A hallucination? I hated not being able to trust what I saw.
She plucked petals and leaves from the nosegay then dropped them one by one into the pot. In the strange light of the fire and moon all the colors looked the same. One by one, silver leaves, stems, petals and berries fell into the mix like precipitation from a late spring snow.
“Alex,” I said, more desperately.
But she took her time. I waited, content in the knowledge I’d be done with this tree and back on the run as soon as she finished. I waited, knowing my love was there for me.
“Hey.”
The
crickets became still. I scolded myself for saying it too loudly.
She was meticulous in her method. Waiting killed me. After long minutes she finished. She looked at the tents to see that all was quiet. On silent steps she approached. I breathed with great relief. The relaxation of the muscles in my back and legs forced me to slump, causing greater pain. But I sucked it up, knowing I’d be free.
“Alex, you’re here. I knew you’d find me—”
She hushed me with a finger to my lips. I looked in her hand for a blade or stone.
“How are you going to cut—”
She hushed me again, then whispered, “Water hemlock, black nightshade, mayapple, bloodroot. Pokeweed, hellebore, dogbane and snakeroot. Death camas, baneberry, oleander, graveyard weed. Laurel, inkberry, monkshood, moonseed.”

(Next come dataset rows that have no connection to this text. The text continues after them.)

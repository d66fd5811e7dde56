//! Observability - operator notices about action outcomes.

use chrono::{DateTime, Utc};
use serde::Serialize;
use tokio::sync::mpsc;

/// What happened.
#[derive(Debug, Clone, Copy, PartialEq, Eq, Serialize)]
#[serde(rename_all = "snake_case")]
pub enum NoticeKind {
    CreateRequested,
    CreateFailed,
    CreateRejected,
    DeleteRequested,
    DeleteFailed,
    RefreshFailed,
    ProvisioningSettled,
    PollExhausted,
}

impl NoticeKind {
    pub fn as_str(&self) -> &'static str {
        match self {
            Self::CreateRequested => "create_requested",
            Self::CreateFailed => "create_failed",
            Self::CreateRejected => "create_rejected",
            Self::DeleteRequested => "delete_requested",
            Self::DeleteFailed => "delete_failed",
            Self::RefreshFailed => "refresh_failed",
            Self::ProvisioningSettled => "provisioning_settled",
            Self::PollExhausted => "poll_exhausted",
        }
    }

    pub fn is_failure(&self) -> bool {
        matches!(
            self,
            Self::CreateFailed | Self::CreateRejected | Self::DeleteFailed | Self::RefreshFailed
        )
    }
}

/// A message for the operator about an action outcome.
#[derive(Debug, Clone, Serialize)]
pub struct Notice {
    pub timestamp: DateTime<Utc>,
    pub kind: NoticeKind,
    pub store_id: Option<String>,
    pub message: String,
}

impl Notice {
    pub fn new(kind: NoticeKind, message: impl Into<String>) -> Self {
        Self {
            timestamp: Utc::now(),
            kind,
            store_id: None,
            message: message.into(),
        }
    }

    pub fn for_store(mut self, store_id: impl Into<String>) -> Self {
        self.store_id = Some(store_id.into());
        self
    }
}

/// Sending half of the notice channel.
#[derive(Debug, Clone)]
pub struct Notifier {
    tx: mpsc::UnboundedSender<Notice>,
}

/// Create a notice channel.
pub fn notice_channel() -> (Notifier, mpsc::UnboundedReceiver<Notice>) {
    let (tx, rx) = mpsc::unbounded_channel();
    (Notifier { tx }, rx)
}

impl Notifier {
    /// A notifier nobody listens to
    pub fn detached() -> Self {
        notice_channel().0
    }

    /// Publish a notice. Also logged, so nothing is lost when the receiver
    /// has gone away.
    pub fn emit(&self, notice: Notice) {
        if notice.kind.is_failure() {
            tracing::warn!(
                kind = ?notice.kind,
                store_id = ?notice.store_id,
                "{}",
                notice.message
            );
        } else {
            tracing::info!(
                kind = ?notice.kind,
                store_id = ?notice.store_id,
                "{}",
                notice.message
            );
        }
        let _ = self.tx.send(notice);
    }
}

#[cfg(test)]
mod tests {
    use super::*;

    #[test]
    fn emitted_notices_reach_receiver() {
        let (notifier, mut rx) = notice_channel();
        notifier.emit(Notice::new(NoticeKind::DeleteRequested, "bye").for_store("s1"));

        let notice = rx.try_recv().unwrap();
        assert_eq!(notice.kind, NoticeKind::DeleteRequested);
        assert_eq!(notice.store_id.as_deref(), Some("s1"));
        assert!(rx.try_recv().is_err());
    }

    #[test]
    fn detached_notifier_does_not_fail() {
        Notifier::detached().emit(Notice::new(NoticeKind::RefreshFailed, "down"));
    }

    #[test]
    fn notices_serialize_snake_case() {
        let json = serde_json::to_value(Notice::new(NoticeKind::PollExhausted, "gave up")).unwrap();
        assert_eq!(json["kind"], "poll_exhausted");
        assert_eq!(json["store_id"], serde_json::Value::Null);
    }
}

At that she turned, and disappeared into the darkness.
ELEVEN
The new day found me still scarecrow-ed against my post, shivering. Night and sunrise had lasted for years. In and out of dreams and nightmares and sleep and blacking out. The coming and going of the men in camp. The torture in my cuts had morphed from a perpetual stinging and burning to an agonizing itch. Like being wrapped in greenbrier jaggers. Dried blood caked the twine; clots made me one with my bindings. The cold had only amplified the pain.
The worst pain came from abandonment. I expected to be free right now, and wondered how much of last night was a dream. I kept telling myself Alex wouldn’t have left me. My thoughts and fantasies were all focused on her return. My rescue.

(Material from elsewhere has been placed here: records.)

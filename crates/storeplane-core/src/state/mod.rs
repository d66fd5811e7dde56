//! State management - store model, registry snapshot, and session flags.

mod registry;
mod session;
mod store;

pub use registry::StoreRegistry;
pub use session::{CreateGuard, DashboardState, RefreshTicket, Session};
pub use store::{ActionAck, Store, StoreList};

Even when the sun grew higher and brighter, I didn’t know what was real and what wasn’t. A downpour of flower petals, the white petals of mountain laurel and dogwood had coated the campsite. They fell on my shoulders like snowflakes. They fell on the tents, stumps and logs around camp. Floral snow had fallen upon the carcasses of the deer Lewis’s men had poached and butchered yesterday. Late spring winter had fallen onto the branches of the trees, the spruces and oaks dipped low with the weight of the petal blizzard. Almost two feet of it.